Primavera y menos ropa sobre los cuerpos cálidos de las mujeres urbanas. Un hombro se divisa a lo lejos como un faro que evidencia la piel como reclamo. En Bilbao los cortes de pelo son distintos a los del resto de la península. Una atmósfera de rayos equis empaña abril y las corrientes de la ría aplazan el amanecer. Si la luz emanara de un centro de telecomunicaciones sabríamos que el despiste de un funcionario o el resto que se desprecia de una operación aritmética han abierto esa nube que desvela el hombro. Un visitante se diluye -menos los ojos- en el interior de la camisa plástica que nunca debió comprarse. La nube se cierra y el sudor y el tráfico y la fina lluvia posponen de nuevo la fecundación.

Bebés suicidas

 

La playa es testigo de la llegada de ballenas sanas que permanecen varadas agónicas hasta la muerte. Los bebés que se lanzan al vacío lo hacen movidos por impulsos más eficaces. Su cráneo roto contra el suelo les asegura una muerte rápida. Si las ballenas se suicidan por una pérdida de orientación, el bebé cuyas ansias de volar le llevan al infierno quizás intuya que lo único que le espera es orientación. Nacer, ser orientado y morir. Sólo evitan el paso intermedio.

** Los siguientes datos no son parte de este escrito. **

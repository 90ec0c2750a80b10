//! Predictors, training and persisted model artifacts.

pub mod artifact;
pub mod persistence;
pub mod regressor;
pub mod ridge;
pub mod trainer;

pub use artifact::{load_metrics, load_model, missing_artifacts, save_metrics, save_model, ArtifactError};
pub use persistence::PersistenceRegressor;
pub use regressor::{ModelKind, Predictor, Regressor};
pub use ridge::RidgeRegressor;
pub use trainer::{
    split_sizes, Metrics, TrainedModel, Trainer, TrainerConfig, TrainingError, MODEL_FORMAT_VERSION,
};
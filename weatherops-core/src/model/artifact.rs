//! Model and metrics artifacts on disk.
//!
//! Both are JSON and written atomically: serialize to `<file>.tmp`, then
//! rename over the target. A reader sees either the previous artifact or the
//! new one, never a partial write.

use serde::de::DeserializeOwned;
use serde::Serialize;
use std::fs;
use std::io;
use std::path::{Path, PathBuf};
use thiserror::Error;

use super::trainer::{Metrics, TrainedModel, MODEL_FORMAT_VERSION};

#[derive(Debug, Error)]
pub enum ArtifactError {
    #[error("artifact not found: {}", path.display())]
    Missing { path: PathBuf },

    #[error("artifact I/O at {}: {source}", path.display())]
    Io {
        path: PathBuf,
        #[source]
        source: io::Error,
    },

    #[error("artifact at {} is corrupt: {source}", path.display())]
    Corrupt {
        path: PathBuf,
        #[source]
        source: serde_json::Error,
    },

    #[error("unsupported model format version {found} (expected {expected})")]
    UnsupportedVersion { found: u32, expected: u32 },
}

pub fn save_model(model: &TrainedModel, path: &Path) -> Result<(), ArtifactError> {
    write_json_atomic(model, path)
}

/// Load a model artifact, rejecting unknown format versions.
pub fn load_model(path: &Path) -> Result<TrainedModel, ArtifactError> {
    let model: TrainedModel = read_json(path)?;
    if model.format_version != MODEL_FORMAT_VERSION {
        return Err(ArtifactError::UnsupportedVersion {
            found: model.format_version,
            expected: MODEL_FORMAT_VERSION,
        });
    }
    Ok(model)
}

pub fn save_metrics(metrics: &Metrics, path: &Path) -> Result<(), ArtifactError> {
    write_json_atomic(metrics, path)
}

pub fn load_metrics(path: &Path) -> Result<Metrics, ArtifactError> {
    read_json(path)
}

/// Paths from `expected` that do not exist on disk.
pub fn missing_artifacts(expected: &[&Path]) -> Vec<PathBuf> {
    expected
        .iter()
        .filter(|p| !p.is_file())
        .map(|p| p.to_path_buf())
        .collect()
}

fn read_json<T: DeserializeOwned>(path: &Path) -> Result<T, ArtifactError> {
    let text = fs::read_to_string(path).map_err(|source| {
        if source.kind() == io::ErrorKind::NotFound {
            ArtifactError::Missing { path: path.to_path_buf() }
        } else {
            ArtifactError::Io { path: path.to_path_buf(), source }
        }
    })?;
    serde_json::from_str(&text).map_err(|source| ArtifactError::Corrupt {
        path: path.to_path_buf(),
        source,
    })
}

fn write_json_atomic<T: Serialize>(value: &T, path: &Path) -> Result<(), ArtifactError> {
    let io_err = |source| ArtifactError::Io { path: path.to_path_buf(), source };
    let json = serde_json::to_string_pretty(value).map_err(|source| ArtifactError::Corrupt {
        path: path.to_path_buf(),
        source,
    })?;

    if let Some(parent) = path.parent().filter(|p| !p.as_os_str().is_empty()) {
        fs::create_dir_all(parent).map_err(io_err)?;
    }
    let mut tmp = path.as_os_str().to_owned();
    tmp.push(".tmp");
    let tmp = PathBuf::from(tmp);

    fs::write(&tmp, json).map_err(io_err)?;
    fs::rename(&tmp, path).map_err(|e| {
        let _ = fs::remove_file(&tmp);
        io_err(e)
    })
}
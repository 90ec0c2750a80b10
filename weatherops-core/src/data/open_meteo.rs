//! Open-Meteo historical archive provider.
//!
//! Fetches daily mean/min/max temperature, precipitation sum and maximum
//! 10 m wind speed for a fixed coordinate. Handles retries with exponential
//! backoff and maps the archive's JSON arrays onto observations.

use chrono::NaiveDate;
use serde::Deserialize;
use std::time::Duration;

use super::frame::parse_date;
use super::provider::{DataError, DataSource, FetchResult, ObservationProvider};
use crate::domain::Observation;

const DAILY_VARIABLES: &str =
    "temperature_2m_mean,temperature_2m_min,temperature_2m_max,precipitation_sum,wind_speed_10m_max";

#[derive(Debug, Deserialize)]
struct ArchiveResponse {
    daily: Option<DailySeries>,
    #[serde(default)]
    reason: Option<String>,
}

#[derive(Debug, Deserialize)]
struct DailySeries {
    time: Vec<String>,
    temperature_2m_mean: Vec<Option<f64>>,
    temperature_2m_min: Vec<Option<f64>>,
    temperature_2m_max: Vec<Option<f64>>,
    precipitation_sum: Vec<Option<f64>>,
    wind_speed_10m_max: Vec<Option<f64>>,
}

/// Location and endpoint for the archive API.
#[derive(Debug, Clone)]
pub struct OpenMeteoSettings {
    pub latitude: f64,
    pub longitude: f64,
    pub base_url: String,
    pub timeout: Duration,
}

impl Default for OpenMeteoSettings {
    fn default() -> Self {
        Self {
            latitude: 12.9716,
            longitude: 77.5946,
            base_url: "https://archive-api.open-meteo.com/v1/archive".into(),
            timeout: Duration::from_secs(30),
        }
    }
}

pub struct OpenMeteoProvider {
    client: reqwest::blocking::Client,
    settings: OpenMeteoSettings,
    max_retries: u32,
    base_delay: Duration,
}

impl OpenMeteoProvider {
    pub fn new(settings: OpenMeteoSettings) -> Result<Self, DataError> {
        let client = reqwest::blocking::Client::builder()
            .timeout(settings.timeout)
            .user_agent(concat!("weatherops/", env!("CARGO_PKG_VERSION")))
            .build()
            .map_err(|e| DataError::NetworkUnreachable(format!("http client: {e}")))?;

        Ok(Self {
            client,
            settings,
            max_retries: 3,
            base_delay: Duration::from_millis(500),
        })
    }

    fn archive_url(&self, start: NaiveDate, end: NaiveDate) -> String {
        format!(
            "{}?latitude={}&longitude={}&start_date={start}&end_date={end}\
             &daily={DAILY_VARIABLES}&timezone=auto",
            self.settings.base_url, self.settings.latitude, self.settings.longitude
        )
    }

    fn parse_response(resp: ArchiveResponse) -> Result<Vec<Observation>, DataError> {
        let daily = resp.daily.ok_or_else(|| {
            DataError::ResponseFormatChanged(
                resp.reason.unwrap_or_else(|| "response has no daily block".into()),
            )
        })?;

        let n = daily.time.len();
        let lengths = [
            daily.temperature_2m_mean.len(),
            daily.temperature_2m_min.len(),
            daily.temperature_2m_max.len(),
            daily.precipitation_sum.len(),
            daily.wind_speed_10m_max.len(),
        ];
        if lengths.iter().any(|&len| len != n) {
            return Err(DataError::ResponseFormatChanged(format!(
                "daily arrays have mismatched lengths: time={n}, values={lengths:?}"
            )));
        }

        let mut observations = Vec::with_capacity(n);
        for (i, raw) in daily.time.iter().enumerate() {
            let timestamp = parse_date(raw).ok_or_else(|| {
                DataError::ResponseFormatChanged(format!("invalid date: {raw}"))
            })?;
            let mut obs = Observation::empty(timestamp);
            obs.avg_temp = daily.temperature_2m_mean[i];
            obs.min_temp = daily.temperature_2m_min[i];
            obs.max_temp = daily.temperature_2m_max[i];
            obs.precipitation = daily.precipitation_sum[i];
            obs.wind_speed = daily.wind_speed_10m_max[i];
            observations.push(obs);
        }
        Ok(observations)
    }

    fn fetch_with_retry(&self, start: NaiveDate, end: NaiveDate) -> Result<Vec<Observation>, DataError> {
        let url = self.archive_url(start, end);
        let mut last_error = None;

        for attempt in 0..=self.max_retries {
            if attempt > 0 {
                let delay = self.base_delay * 2u32.pow(attempt - 1);
                std::thread::sleep(delay);
            }

            let response = match self.client.get(&url).send() {
                Ok(r) => r,
                Err(e) => {
                    last_error = Some(DataError::NetworkUnreachable(e.to_string()));
                    continue;
                }
            };

            let status = response.status();
            if status.as_u16() == 429 {
                last_error = Some(DataError::RateLimited);
                continue;
            }
            if status.is_server_error() {
                last_error = Some(DataError::NetworkUnreachable(format!("HTTP {status}")));
                continue;
            }

            if status.is_client_error() {
                let text = response.text().unwrap_or_default();
                return Err(DataError::Rejected(rejection_reason(status, &text)));
            }
            let body: ArchiveResponse = response
                .json()
                .map_err(|e| DataError::ResponseFormatChanged(format!("JSON parse: {e}")))?;
            return Self::parse_response(body);
        }

        Err(last_error.unwrap_or_else(|| DataError::NetworkUnreachable("max retries exceeded".into())))
    }
}

impl ObservationProvider for OpenMeteoProvider {
    fn name(&self) -> &str {
        "open-meteo"
    }

    fn fetch(&self, start: NaiveDate, end: NaiveDate) -> Result<FetchResult, DataError> {
        if start > end {
            return Err(DataError::Validation(format!(
                "start date {start} is after end date {end}"
            )));
        }
        let observations = self.fetch_with_retry(start, end)?;
        tracing::info!(provider = self.name(), rows = observations.len(), %start, %end, "fetched observations");
        Ok(FetchResult {
            observations,
            source: DataSource::OpenMeteo,
        })
    }
}

/// Why a 4xx was returned: the JSON `reason`, else the raw body, else the status.
fn rejection_reason(status: reqwest::StatusCode, body: &str) -> String {
    if let Some(reason) = serde_json::from_str::<ArchiveResponse>(body)
        .ok()
        .and_then(|r| r.reason)
    {
        return reason;
    }
    let text = body.trim();
    if text.is_empty() {
        format!("HTTP {status}")
    } else {
        format!("HTTP {status}: {text}")
    }
}

#[cfg(test)]
mod tests {
    use super::*;

    #[test]
    fn parse_response_maps_daily_arrays() {
        let json = r#"{
            "latitude": 12.97,
            "daily": {
                "time": ["2024-01-01", "2024-01-02"],
                "temperature_2m_mean": [21.3, null],
                "temperature_2m_min": [16.0, 15.5],
                "temperature_2m_max": [27.1, 26.4],
                "precipitation_sum": [0.0, 3.2],
                "wind_speed_10m_max": [11.2, 9.8]
            }
        }"#;
        let resp: ArchiveResponse = serde_json::from_str(json).unwrap();

        let obs = OpenMeteoProvider::parse_response(resp).unwrap();

        assert_eq!(obs.len(), 2);
        assert_eq!(obs[0].avg_temp, Some(21.3));
        assert_eq!(obs[1].avg_temp, None);
        assert_eq!(obs[1].precipitation, Some(3.2));
        assert_eq!(obs[1].timestamp, NaiveDate::from_ymd_opt(2024, 1, 2).unwrap());
    }

    #[test]
    fn parse_response_rejects_ragged_arrays() {
        let json = r#"{
            "daily": {
                "time": ["2024-01-01", "2024-01-02"],
                "temperature_2m_mean": [21.3],
                "temperature_2m_min": [16.0, 15.5],
                "temperature_2m_max": [27.1, 26.4],
                "precipitation_sum": [0.0, 3.2],
                "wind_speed_10m_max": [11.2, 9.8]
            }
        }"#;
        let resp: ArchiveResponse = serde_json::from_str(json).unwrap();
        assert!(matches!(
            OpenMeteoProvider::parse_response(resp),
            Err(DataError::ResponseFormatChanged(_))
        ));
    }

    #[test]
    fn error_body_reason_is_surfaced() {
        let resp: ArchiveResponse =
            serde_json::from_str(r#"{"error": true, "reason": "Parameter 'start_date' is out of range"}"#)
                .unwrap();
        let err = OpenMeteoProvider::parse_response(resp).unwrap_err();
        assert!(err.to_string().contains("out of range"));
    }

    #[test]
    fn client_error_with_plain_text_body_is_rejected() {
        let status = reqwest::StatusCode::FORBIDDEN;
        assert_eq!(
            rejection_reason(status, "<html>Forbidden</html>"),
            "HTTP 403 Forbidden: <html>Forbidden</html>"
        );
        assert_eq!(rejection_reason(status, "  "), "HTTP 403 Forbidden");
        assert_eq!(
            rejection_reason(
                reqwest::StatusCode::BAD_REQUEST,
                r#"{"error": true, "reason": "Cannot initialize WeatherVariable"}"#
            ),
            "Cannot initialize WeatherVariable"
        );
    }

    #[test]
    fn archive_url_contains_location_and_range() {
        let provider = OpenMeteoProvider::new(OpenMeteoSettings::default()).unwrap();
        let url = provider.archive_url(
            NaiveDate::from_ymd_opt(2024, 1, 1).unwrap(),
            NaiveDate::from_ymd_opt(2024, 1, 31).unwrap(),
        );
        assert!(url.contains("latitude=12.9716"));
        assert!(url.contains("start_date=2024-01-01&end_date=2024-01-31"));
        assert!(url.contains("wind_speed_10m_max"));
    }
}
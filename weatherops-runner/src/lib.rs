//! WeatherOps Runner: pipeline orchestration and services over `weatherops-core`.
//!
//! This crate provides:
//! - TOML configuration with defaults for every section
//! - Injected pipeline observers (tracing, in-memory)
//! - Declarative and in-process pipeline strategies
//! - Primary/fallback orchestration with artifact checks
//! - Upload/fetch ingestion that stores first and retrains second
//! - Next-day, multi-day and manual-input forecast serving
//! - Forecast export to CSV and JSON

pub mod config;
pub mod export;
pub mod ingest;
pub mod observer;
pub mod orchestrator;
pub mod serving;
pub mod strategy;

pub use config::{
    ConfigError, FeaturesConfig, ModelConfig, ModelName, PathsConfig, PipelineConfig,
    ProviderConfig, WeatherOpsConfig,
};
pub use export::{export_forecast_csv, export_forecast_json, write_forecast_csv};
pub use ingest::{IngestError, IngestReport, IngestService};
pub use observer::{
    FanoutObserver, InMemoryObserver, NoopObserver, ObserverSnapshot, PipelineEvent,
    PipelineObserver, PredictionKind, TracingObserver,
};
pub use orchestrator::{
    PipelineOrchestrator, PipelineResult, PipelineState, PipelineStatus, PipelineVia,
};
pub use serving::{ForecastService, ServeError, MAX_HORIZON_DAYS};
pub use strategy::{
    DeclarativeStrategy, InProcessStrategy, PipelineStep, PipelineStrategy, StepError,
    StrategyError, StrategyOutcome,
};

#[cfg(test)]
mod send_sync_checks {
    use super::*;

    fn assert_send<T: Send>() {}
    fn assert_sync<T: Sync>() {}

    #[test]
    fn config_is_send_sync() {
        assert_send::<WeatherOpsConfig>();
        assert_sync::<WeatherOpsConfig>();
    }

    #[test]
    fn services_are_send_sync() {
        assert_send::<PipelineOrchestrator>();
        assert_sync::<PipelineOrchestrator>();
        assert_send::<IngestService>();
        assert_sync::<IngestService>();
        assert_send::<ForecastService>();
        assert_sync::<ForecastService>();
    }

    #[test]
    fn results_are_send_sync() {
        assert_send::<PipelineResult>();
        assert_sync::<PipelineResult>();
        assert_send::<IngestReport>();
        assert_sync::<IngestReport>();
    }

    #[test]
    fn error_types_are_send_sync() {
        fn require<T: Send + Sync + 'static>() {}
        require::<ConfigError>();
        require::<StrategyError>();
        require::<IngestError>();
        require::<ServeError>();
    }
}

El eclipse total de Madagascar

 

Recorro los periódicos y los mapas como una lombriz la tierra y como una lombriz la tierra suelo desechar un volumen similar al que trago. Pero una vez vi -entre lo que se queda- la coincidencia entre la isla de los baobabs y los efectos eléctricos de la ocultación del sol. El eclipse total de Madagascar se convirtió en el nuevo paraíso utópico en el que compartir sueños, amor, sexo y cosquillas en el alma.

Claro que la distancia, las vacunas, los trabajos, el asma, las reformas políticas o ese extraño crujir de los codos al andar me devolvieron magullado a la ciudad eterna de origen de la que nunca salí, al lugar donde el sol sí luce sin efectos eléctricos, sin animales que se agazapan, sin gafas especiales. Y como siempre mi furia contenida se desveló en un pequeño gesto: al romper un papel con parsimonia, arqueé la ceja izquierda y me olvidé.